How to integrate with Azure

  • 2 minute(s) read
Prev Next

This document provides information on how to integrate the Certificate Manager with Microsoft Azure.

The integration enables Certificate Manager to manage SAML certificates within Azure enterprise applications. It allows CLM to authenticate and interact with Azure resources using a configured service account.

To perform the integration, see the following:

Creating an Azure application

  1. Access the Azure platform and log in to your account.
  2. Locate the service Microsoft Entra ID.
  3. In the left menu, click Manage > App registrations.
  4. Click New registration.
  5. In the Name* field, enter a name for the application.
  6. Select which account types can use the app or access the API.
  7. (Optional): Select the redirect URI to receive the authentication response.
  8. Click Register.
  9. In the Essentials section, copy the values of the following fields:
    • Application (client) ID
    • Directory (tenant) ID

Creating a client secret

  1. Access the Azure platform and log in to your account.
  2. Locate the service Microsoft Entra ID.
  3. In the left menu, click Manage > App registrations.
  4. Go to the All applications tab and select an application.
  5. In the application's left menu, click Manager > Certificates & secrets.
  6. Click New client secret.
  7. In the Description field, enter a description for the client secret.
  8. In the Expires field, select when the client secret will expire.
  9. Click Add.
Alert

After creating the client secret, make sure to copy the Value field of the client secret. Otherwise, you will have to create another secret.

Selecting API permissions

  1. Access the Azure platform and log in to your Azure account.
  2. Locate the service Microsoft Entra ID.
  3. In the left menu, click Manage > App registrations.
  4. Go to the All applications tab and select an application.
  5. In the application's left menu, click Manager > API permissions.
  6. In the Configured permissions section, click Add a permission and select Microsoft Graph.
  7. Select the following application permission: Application.ReadWrite.All.
  8. Click Add permissions.
  9. After adding the permissions, click Grant admin consent for [Azure Active Directory name], and click Yes.
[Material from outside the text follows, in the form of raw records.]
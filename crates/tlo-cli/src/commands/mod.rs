//! CLI subcommand implementations.

pub mod project;
pub mod resolve;
pub mod streamline;
pub mod util;
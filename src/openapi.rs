//! OpenAPI document for the HTTP API, served at `/api/openapi.json`.

use crate::handlers::{customer, dev};
use crate::model::{Customer, CustomerPatch, NewCustomer};
use axum::{routing::get, Json, Router};
use utoipa::OpenApi;

#[derive(OpenApi)]
#[openapi(
    info(title = "Customer Service"),
    paths(
        customer::list,
        customer::create,
        customer::read,
        customer::update,
        customer::delete,
        dev::populate,
        dev::clear
    ),
    components(schemas(Customer, NewCustomer, CustomerPatch))
)]
pub struct ApiDoc;

async fn openapi_json() -> Json<utoipa::openapi::OpenApi> {
    Json(ApiDoc::openapi())
}

pub fn openapi_routes() -> Router {
    Router::new().route("/openapi.json", get(openapi_json))
}
//! Customer service: customer record CRUD over HTTP with a bulk test-data generator.

pub mod config;
pub mod dev;
pub mod error;
pub mod handlers;
pub mod logging;
pub mod model;
pub mod openapi;
pub mod response;
pub mod routes;
pub mod service;
pub mod state;
pub mod store;

pub use config::{ServiceConfig, StoreKind};
pub use dev::{clear_all, populate, BulkGenerator, ClearOutcome, PopulateOutcome};
pub use error::{AppError, ConfigError, DevError, StoreError};
pub use logging::init_tracing;
pub use model::{Customer, CustomerPatch, NewCustomer, Page};
pub use response::{success_one, success_one_ok, success_page};
pub use routes::{app, common_routes, customer_routes, dev_routes};
pub use service::CustomerService;
pub use state::AppState;
pub use store::{ensure_database_exists, open_store, CustomerStore, MemoryStore, PgCustomerStore};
Integrate Azure with Certificate Manager

To integrate an Azure account with Certificate Manager, see the following steps:

  1. On Segura® Platform, in the navigation bar, hover over the Products menu and select Certificate Manager.
  2. In the side menu, select Management > Authorities and click Cloud certificate authorities.
  3. In the top right corner, click Actions > Azure account.
  4. In the Name * field, enter a name for the account.
  5. In the Tenant * field, enter the tenant ID obtained in Creating an Azure application.
  6. In the Status field, toggle to activate or deactivate the account.
  7. In the Set the access data, check it to set the account’s access data.
  8. In the Client ID field, enter the account’s application ID obtained in Creating an Azure application.
  9. In the Client secret field, enter the secret generated in Creating a client secret value.
  10. Click Save.

The newly added account will appear in the Cloud certificate authorities report.